Но, продолжает Фурзангер, в таком случае, очевидно, мы имеем перед собой порочный круг. Мы начинаем с определенных ценностей - по меньшей мере ценностей социальных теоретиков XVIII в. Мы встраиваем эти ценности в наше эволюционное теоретизирование, считая их естественными. Затем появляется эволюционный этик (вроде меня), который использует эту теорию, чтобы извлечь с ее помощью понятие о человеческой природе - в частности, понятие о моральной природе человека. Ценности были встроены в науку, а затем они вновь выводятся из нее. Так что едва ли стоит удивляться тому, что в составе эволюционной теории неокантианского типа, развиваемой Роулзом, я могу обнаружить взгляд на этику, приблизительно напоминающий общественный договор. Именно эту точку зрения общественного договора Дарвин положил в основу своего эволюционного теоретизирования!

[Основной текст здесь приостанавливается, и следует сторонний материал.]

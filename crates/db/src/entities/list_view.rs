//! List view entity.

use sea_orm::entity::prelude::*;
use serde::{Deserialize, Serialize};

/// One recorded unique view of a list.
///
/// At least one of `user_id` / `ip_address_hash` is set. Rows are insert-only
/// and used for dedup lookups over a rolling 24-hour window; raw addresses are
/// never stored, only their one-way hash.
#[derive(Clone, Debug, PartialEq, Eq, DeriveEntityModel, Serialize, Deserialize)]
#[sea_orm(table_name = "list_view")]
pub struct Model {
    #[sea_orm(primary_key)]
    pub id: i64,

    #[sea_orm(indexed, nullable)]
    pub user_id: Option<i64>,

    #[sea_orm(indexed)]
    pub list_id: i64,

    #[sea_orm(indexed, nullable)]
    pub ip_address_hash: Option<String>,

    pub created_at: DateTimeWithTimeZone,
}

#[derive(Copy, Clone, Debug, EnumIter, DeriveRelation)]
pub enum Relation {
    #[sea_orm(
        belongs_to = "super::list::Entity",
        from = "Column::ListId",
        to = "super::list::Column::Id",
        on_delete = "Cascade"
    )]
    List,
    #[sea_orm(
        belongs_to = "super::user::Entity",
        from = "Column::UserId",
        to = "super::user::Column::Id",
        on_delete = "Cascade"
    )]
    User,
}

impl Related<super::list::Entity> for Entity {
    fn to() -> RelationDef {
        Relation::List.def()
    }
}

impl ActiveModelBehavior for ActiveModel {}
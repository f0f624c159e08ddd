//! List membership service.

use reelist_common::AppResult;
use reelist_db::entities::list_item;
use reelist_db::repositories::{AddItemOutcome, ListItemRepository};
use reelist_db::MediaId;

/// Service for adding media items to lists and removing them.
#[derive(Clone)]
pub struct ListItemService {
    item_repo: ListItemRepository,
}

impl ListItemService {
    /// Create a new list item service.
    #[must_use]
    pub const fn new(item_repo: ListItemRepository) -> Self {
        Self { item_repo }
    }

    /// Idempotently add a media item to a list the actor owns.
    ///
    /// The outcome's `created` flag distinguishes a fresh insert from a
    /// duplicate; both are success. Absent and not-owned lists read as
    /// not-found.
    pub async fn add_item(
        &self,
        actor_id: i64,
        list_id: i64,
        media: MediaId,
    ) -> AppResult<AddItemOutcome> {
        self.item_repo.add(actor_id, list_id, media).await
    }

    /// Remove an item the actor owns.
    ///
    /// `None` covers both a missing item and someone else's item.
    pub async fn remove_item(
        &self,
        actor_id: i64,
        item_id: i64,
    ) -> AppResult<Option<list_item::Model>> {
        self.item_repo.remove(actor_id, item_id).await
    }

    /// Items on a list, oldest first.
    pub async fn list_items(&self, list_id: i64) -> AppResult<Vec<list_item::Model>> {
        self.item_repo.find_by_list(list_id).await
    }
}

#[cfg(test)]
#[allow(clippy::unwrap_used)]
mod tests {
    use super::*;
    use chrono::Utc;
    use reelist_db::entities::list;
    use reelist_db::entities::list_item::MediaType;
    use sea_orm::{DatabaseBackend, MockDatabase, MockExecResult};
    use std::sync::Arc;

    fn test_list(id: i64, user_id: i64) -> list::Model {
        list::Model {
            id,
            user_id,
            name: "Noir".to_string(),
            slug: "noir".to_string(),
            like_count: 0,
            save_count: 0,
            created_at: Utc::now().into(),
            updated_at: Utc::now().into(),
        }
    }

    fn test_item(id: i64, list_id: i64, user_id: i64, movie_id: i32) -> list_item::Model {
        list_item::Model {
            id,
            list_id,
            user_id,
            media_type: MediaType::Movie,
            movie_id: Some(movie_id),
            series_id: None,
            created_at: Utc::now().into(),
        }
    }

    fn service(db: MockDatabase) -> ListItemService {
        let conn = Arc::new(db.into_connection());
        ListItemService::new(ListItemRepository::new(conn))
    }

    #[tokio::test]
    async fn test_add_item_duplicate_reports_existing_row() {
        // Ownership fetch, zero-row conditional insert, read-back of the
        // pre-existing row; the parent's updated_at is left alone.
        let db = MockDatabase::new(DatabaseBackend::Postgres)
            .append_query_results([vec![test_list(1, 7)]])
            .append_query_results([vec![test_item(10, 1, 7, 603)]])
            .append_exec_results([MockExecResult {
                last_insert_id: 0,
                rows_affected: 0,
            }]);

        let outcome = service(db).add_item(7, 1, MediaId::Movie(603)).await.unwrap();

        assert!(!outcome.created);
        assert_eq!(outcome.item.id, 10);
        assert_eq!(outcome.item.movie_id, Some(603));
    }

    #[tokio::test]
    async fn test_add_item_by_non_owner_reads_as_not_found() {
        let db = MockDatabase::new(DatabaseBackend::Postgres)
            .append_query_results([[test_list(1, 7)]]);

        let err = service(db)
            .add_item(8, 1, MediaId::Movie(603))
            .await
            .unwrap_err();

        assert_eq!(err.error_code(), "LIST_NOT_FOUND");
    }

    #[tokio::test]
    async fn test_add_item_missing_list() {
        let db = MockDatabase::new(DatabaseBackend::Postgres)
            .append_query_results([Vec::<list::Model>::new()]);

        let err = service(db)
            .add_item(7, 99, MediaId::Tv(1396))
            .await
            .unwrap_err();

        assert_eq!(err.error_code(), "LIST_NOT_FOUND");
    }

    #[tokio::test]
    async fn test_remove_item_by_non_owner_is_none() {
        let db = MockDatabase::new(DatabaseBackend::Postgres)
            .append_query_results([[test_item(10, 1, 7, 603)]]);

        let removed = service(db).remove_item(8, 10).await.unwrap();

        assert!(removed.is_none());
    }

    #[tokio::test]
    async fn test_remove_missing_item_is_none() {
        let db = MockDatabase::new(DatabaseBackend::Postgres)
            .append_query_results([Vec::<list_item::Model>::new()]);

        let removed = service(db).remove_item(7, 99).await.unwrap();

        assert!(removed.is_none());
    }

    #[tokio::test]
    async fn test_list_items() {
        let db = MockDatabase::new(DatabaseBackend::Postgres)
            .append_query_results([[test_item(10, 1, 7, 603), test_item(11, 1, 7, 550)]]);

        let items = service(db).list_items(1).await.unwrap();

        assert_eq!(items.len(), 2);
    }
}
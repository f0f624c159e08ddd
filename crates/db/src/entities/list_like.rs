//! List like entity.

use sea_orm::entity::prelude::*;
use serde::{Deserialize, Serialize};

/// A user liking a list. Unique per `(user_id, list_id)`.
///
/// Row presence is the sole source of truth for "has this user liked this
/// list"; `list.like_count` is a cached projection maintained in the same
/// transaction.
#[derive(Clone, Debug, PartialEq, Eq, DeriveEntityModel, Serialize, Deserialize)]
#[sea_orm(table_name = "list_like")]
pub struct Model {
    #[sea_orm(primary_key)]
    pub id: i64,

    #[sea_orm(indexed)]
    pub user_id: i64,

    #[sea_orm(indexed)]
    pub list_id: i64,

    pub created_at: DateTimeWithTimeZone,
}

#[derive(Copy, Clone, Debug, EnumIter, DeriveRelation)]
pub enum Relation {
    #[sea_orm(
        belongs_to = "super::user::Entity",
        from = "Column::UserId",
        to = "super::user::Column::Id",
        on_delete = "Cascade"
    )]
    User,
    #[sea_orm(
        belongs_to = "super::list::Entity",
        from = "Column::ListId",
        to = "super::list::Column::Id",
        on_delete = "Cascade"
    )]
    List,
}

impl Related<super::user::Entity> for Entity {
    fn to() -> RelationDef {
        Relation::User.def()
    }
}

impl Related<super::list::Entity> for Entity {
    fn to() -> RelationDef {
        Relation::List.def()
    }
}

impl ActiveModelBehavior for ActiveModel {}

«Это важный вопрос — может ли эволюционная биология служить подходящей ареной для идеологических дебатов на предмет наиболее адекватного понимания человека. Я думаю, что не может. Это понимание уже нужно нам, чтобы интерпретировать голые факты антропологии, палеоантропологии и археологии. Вместо того чтобы прибегать к эволюционной истории как средству самопознания, Мы должны познать самих себя, чтобы создать эволюционную реконструкцию нашего поведения. Другого пути не существует»16.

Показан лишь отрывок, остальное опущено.